Casa Azul, in Mexico City

Mexico City’s Casa Azul museum—best known as the artist Frida Kahlo’s house—could become the venue for a world record when it plays host to the drummer Tino Contreras this weekend. The legendary figure on the Mexican music scene, who just turned 97, is in line to become the oldest musician to headline a live-streamed concert, a spokesperson for Guinness World Records says.

When the Mexican artist Frida Kahlo married muralist Diego Rivera for the first time in 1929, Contreras was five years old. Now, he tells The Art Newspaper, he is looking forward to setting up his drum kit among the pre-Colombian sculptures in the patio garden at Casa Azul, named for the indigo colour of the walls surrounding the house built by Kahlo’s photographer father.

The concert, which will be streamed live to paying audiences, will also be a first for the museum which, says the consultant Hilda Trujillo, who was the museum’s director until recently. “The future of museums will, to a large part depend on how we use the new technologies,” Trujillo adds. “The whole sector has been badly hit by austerity and the enforced closure as a result of the covid pandemic. This concert will showcase the venue as well as the talent of Maestro Contreras. I hope it will raise the museum’s profile as well as the funds needed to ensure the collection is able to remain in good condition.”

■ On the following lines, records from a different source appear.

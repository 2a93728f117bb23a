// Copyright (c) 2025 Kirky.X
//
// Licensed under the MIT License
// See LICENSE file in the project root for full license information.

use once_cell::sync::Lazy;
use scraper::{ElementRef, Selector};

static ROW_SELECTOR: Lazy<Selector> = Lazy::new(|| Selector::parse("tr").unwrap());

/// 表头行关键字
const HEADER_TERMS: &[&str] = &["tenure", "period", "tenor", "duration", "maturity"];
/// 只在前几行里寻找表头
const HEADER_SCAN_ROWS: usize = 3;

/// 表格中的一行
#[derive(Debug, Clone, PartialEq, Eq)]
pub struct GridRow {
    /// 单元格文本（已压缩空白）
    pub cells: Vec<String>,
    /// 整行都由 `<th>` 组成
    pub all_th: bool,
}

/// 从 `<table>` 节点展开得到的纯文本网格
///
/// 嵌套表格的行不会计入外层表格。
#[derive(Debug, Clone, Default, PartialEq, Eq)]
pub struct TableGrid {
    pub rows: Vec<GridRow>,
}

impl TableGrid {
    /// 从HTML表格节点构建网格
    pub fn from_element(table: ElementRef<'_>) -> Self {
        let rows = table
            .select(&ROW_SELECTOR)
            .filter(|row| {
                row.ancestors()
                    .find(|node| node.value().as_element().is_some_and(|e| e.name() == "table"))
                    .map(|node| node.id())
                    == Some(table.id())
            })
            .map(|row| {
                let cells: Vec<ElementRef<'_>> = row
                    .children()
                    .filter_map(ElementRef::wrap)
                    .filter(|cell| matches!(cell.value().name(), "td" | "th"))
                    .collect();
                GridRow {
                    all_th: !cells.is_empty() && cells.iter().all(|c| c.value().name() == "th"),
                    cells: cells.into_iter().map(element_text).collect(),
                }
            })
            .filter(|row| !row.cells.is_empty())
            .collect();

        Self { rows }
    }

    /// 直接由文本行构建网格，所有单元格视为 `<td>`
    pub fn from_rows<S: AsRef<str>>(rows: &[Vec<S>]) -> Self {
        Self {
            rows: rows
                .iter()
                .map(|cells| GridRow {
                    cells: cells.iter().map(|c| c.as_ref().trim().to_string()).collect(),
                    all_th: false,
                })
                .collect(),
        }
    }

    pub fn is_empty(&self) -> bool {
        self.rows.is_empty()
    }

    /// 最宽一行的列数
    pub fn column_count(&self) -> usize {
        self.rows.iter().map(|r| r.cells.len()).max().unwrap_or(0)
    }

    /// 前 `n` 行拼接后的小写文本
    pub fn leading_text(&self, n: usize) -> String {
        self.rows
            .iter()
            .take(n)
            .flat_map(|r| r.cells.iter())
            .map(|c| c.to_lowercase())
            .collect::<Vec<_>>()
            .join(" ")
    }

    /// 表头行下标
    ///
    /// 在前三行里取第一个整行 `<th>`、或者提到期限类词语且首列不含数字的行；
    /// 找不到时把第一行当作表头使用。
    pub fn header_row(&self) -> usize {
        self.rows
            .iter()
            .take(HEADER_SCAN_ROWS)
            .position(|row| {
                if row.all_th {
                    return true;
                }
                let text = row.cells.join(" ").to_lowercase();
                let first_has_digit = row
                    .cells
                    .first()
                    .is_some_and(|c| c.chars().any(|ch| ch.is_ascii_digit()));
                HEADER_TERMS.iter().any(|t| text.contains(t)) && !first_has_digit
            })
            .unwrap_or(0)
    }

    /// 表头单元格文本
    pub fn header_cells(&self) -> Vec<String> {
        self.rows
            .get(self.header_row())
            .map(|r| r.cells.clone())
            .unwrap_or_default()
    }
}

/// 元素内全部文本，空白压缩为单个空格
pub fn element_text(element: ElementRef<'_>) -> String {
    element
        .text()
        .flat_map(str::split_whitespace)
        .collect::<Vec<_>>()
        .join(" ")
}
// Copyright (c) 2025 Kirky.X
//
// Licensed under the MIT License
// See LICENSE file in the project root for full license information.

use crate::engines::traits::{EngineError, ScrapeRequest, ScrapeResponse, ScraperEngine};
use async_trait::async_trait;
use chromiumoxide::{Browser, BrowserConfig, Page};
use futures::StreamExt;
use std::path::PathBuf;
use std::time::Duration;
use tokio::task::JoinHandle;
use tokio::time::{sleep, sleep_until, timeout, timeout_at, Instant};
use tracing::{debug, info, warn};

/// 读取渲染后DOM的时间上限
const CONTENT_CAPTURE_TIMEOUT: Duration = Duration::from_secs(10);

/// 浏览器会话配置
#[derive(Debug, Clone)]
pub struct BrowserOptions {
    /// 远程调试地址，设置时连接已有浏览器而不是启动新进程
    pub remote_debugging_url: Option<String>,
    /// Chrome可执行文件路径
    pub executable: Option<PathBuf>,
    /// 选择器出现后、读取DOM前的等待时间
    pub settle_delay: Duration,
    /// 选择器轮询间隔
    pub selector_poll: Duration,
}

impl Default for BrowserOptions {
    fn default() -> Self {
        Self {
            remote_debugging_url: None,
            executable: None,
            settle_delay: Duration::from_millis(1000),
            selector_poll: Duration::from_millis(250),
        }
    }
}

/// 一次尝试独占的浏览器会话
struct BrowserSession {
    browser: Browser,
    handler: JoinHandle<()>,
    /// 由本次尝试启动的进程需要在结束时关闭
    launched: bool,
}

impl BrowserSession {
    async fn open(options: &BrowserOptions) -> Result<Self, EngineError> {
        let (browser, mut handler, launched) = match &options.remote_debugging_url {
            Some(url) => {
                info!("Connecting to remote Chrome instance at: {}", url);
                let (browser, handler) = Browser::connect(url).await.map_err(|e| {
                    EngineError::BrowserLaunch(format!("Failed to connect to remote Chrome: {}", e))
                })?;
                (browser, handler, false)
            }
            None => {
                let mut builder = BrowserConfig::builder()
                    .no_sandbox()
                    .arg("--disable-gpu")
                    .arg("--disable-dev-shm-usage");
                if let Some(path) = &options.executable {
                    builder = builder.chrome_executable(path);
                }
                let config = builder.build().map_err(EngineError::BrowserLaunch)?;
                let (browser, handler) = Browser::launch(config)
                    .await
                    .map_err(|e| EngineError::BrowserLaunch(e.to_string()))?;
                (browser, handler, true)
            }
        };

        // Spawn a handler to process browser events
        let handler = tokio::spawn(async move {
            while let Some(h) = handler.next().await {
                if h.is_err() {
                    break;
                }
            }
        });

        Ok(Self {
            browser,
            handler,
            launched,
        })
    }

    async fn close(mut self) {
        if self.launched {
            if let Err(e) = self.browser.close().await {
                debug!(error = %e, "Browser close failed");
            }
            if let Err(e) = self.browser.wait().await {
                debug!(error = %e, "Browser process wait failed");
            }
        }
        self.handler.abort();
    }
}

/// 渲染抓取引擎
///
/// 基于chromiumoxide的无头浏览器抓取。每次尝试使用独立会话，
/// 无论成功、失败还是超时都会关闭页面和会话。
#[derive(Debug, Clone, Default)]
pub struct PlaywrightEngine {
    options: BrowserOptions,
}

impl PlaywrightEngine {
    pub fn new(options: BrowserOptions) -> Self {
        Self { options }
    }

    async fn render(
        &self,
        browser: &Browser,
        request: &ScrapeRequest,
        deadline: Instant,
    ) -> Result<String, EngineError> {
        let page = timeout_at(deadline, browser.new_page("about:blank"))
            .await
            .map_err(|_| EngineError::Timeout)?
            .map_err(|e| EngineError::Browser(e.to_string()))?;

        let result = self.load(&page, request, deadline).await;

        if let Err(e) = page.close().await {
            debug!(error = %e, "Page close failed");
        }
        result
    }

    async fn load(
        &self,
        page: &Page,
        request: &ScrapeRequest,
        deadline: Instant,
    ) -> Result<String, EngineError> {
        // goto waits for the load event
        timeout_at(deadline, page.goto(&request.url))
            .await
            .map_err(|_| EngineError::Timeout)?
            .map_err(|e| EngineError::Browser(e.to_string()))?;

        if let Some(selector) = request.wait_for.as_deref() {
            if !self.wait_for_selector(page, selector, deadline).await {
                // The caller decides from the body size whether the page is usable.
                warn!(url = %request.url, selector, "Selector did not appear before the deadline");
            }
        }

        if !self.options.settle_delay.is_zero() {
            sleep(self.options.settle_delay).await;
        }

        timeout(CONTENT_CAPTURE_TIMEOUT, page.content())
            .await
            .map_err(|_| EngineError::Timeout)?
            .map_err(|e| EngineError::Browser(e.to_string()))
    }

    /// 轮询直到选择器出现或到达截止时间
    async fn wait_for_selector(&self, page: &Page, selector: &str, deadline: Instant) -> bool {
        loop {
            if let Ok(Ok(_)) = timeout_at(deadline, page.find_element(selector)).await {
                return true;
            }
            let now = Instant::now();
            if now >= deadline {
                return false;
            }
            sleep_until((now + self.options.selector_poll).min(deadline)).await;
        }
    }
}

#[async_trait]
impl ScraperEngine for PlaywrightEngine {
    async fn scrape(&self, request: &ScrapeRequest) -> Result<ScrapeResponse, EngineError> {
        let start = Instant::now();
        let deadline = start + request.timeout;

        let session = timeout_at(deadline, BrowserSession::open(&self.options))
            .await
            .map_err(|_| EngineError::Timeout)??;

        let result = self.render(&session.browser, request, deadline).await;
        session.close().await;

        let content = result?;
        let response_time_ms = start.elapsed().as_millis() as u64;
        debug!(url = %request.url, bytes = content.len(), response_time_ms, "Rendered fetch complete");

        Ok(ScrapeResponse {
            // goto does not surface the document response
            status_code: 200,
            content,
            response_time_ms,
        })
    }

    fn name(&self) -> &'static str {
        "playwright"
    }
}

Before covid, Trujillo says, Casa Azul received approximately 580,000 visitors per year while its sister museum, Anahuacalli, which has in the past hosted concerts by Patti Smith and Brian Eno, had 130,000 visitors. There will be an option to make an additional online donation to the museum at the point of ticket purchase.

Contreras, who started playing as a teenager alongside his brothers before the outbreak of the Second World War, has shared the stage with some of the 20th century’s greatest musicians including Duke Ellington and Art Blakey. Last year, he re-released Musica Infinita, a 1978 psychedelic, experimental jazz record in conjunction with the French-born, UK-based DJ Gilles Peterson.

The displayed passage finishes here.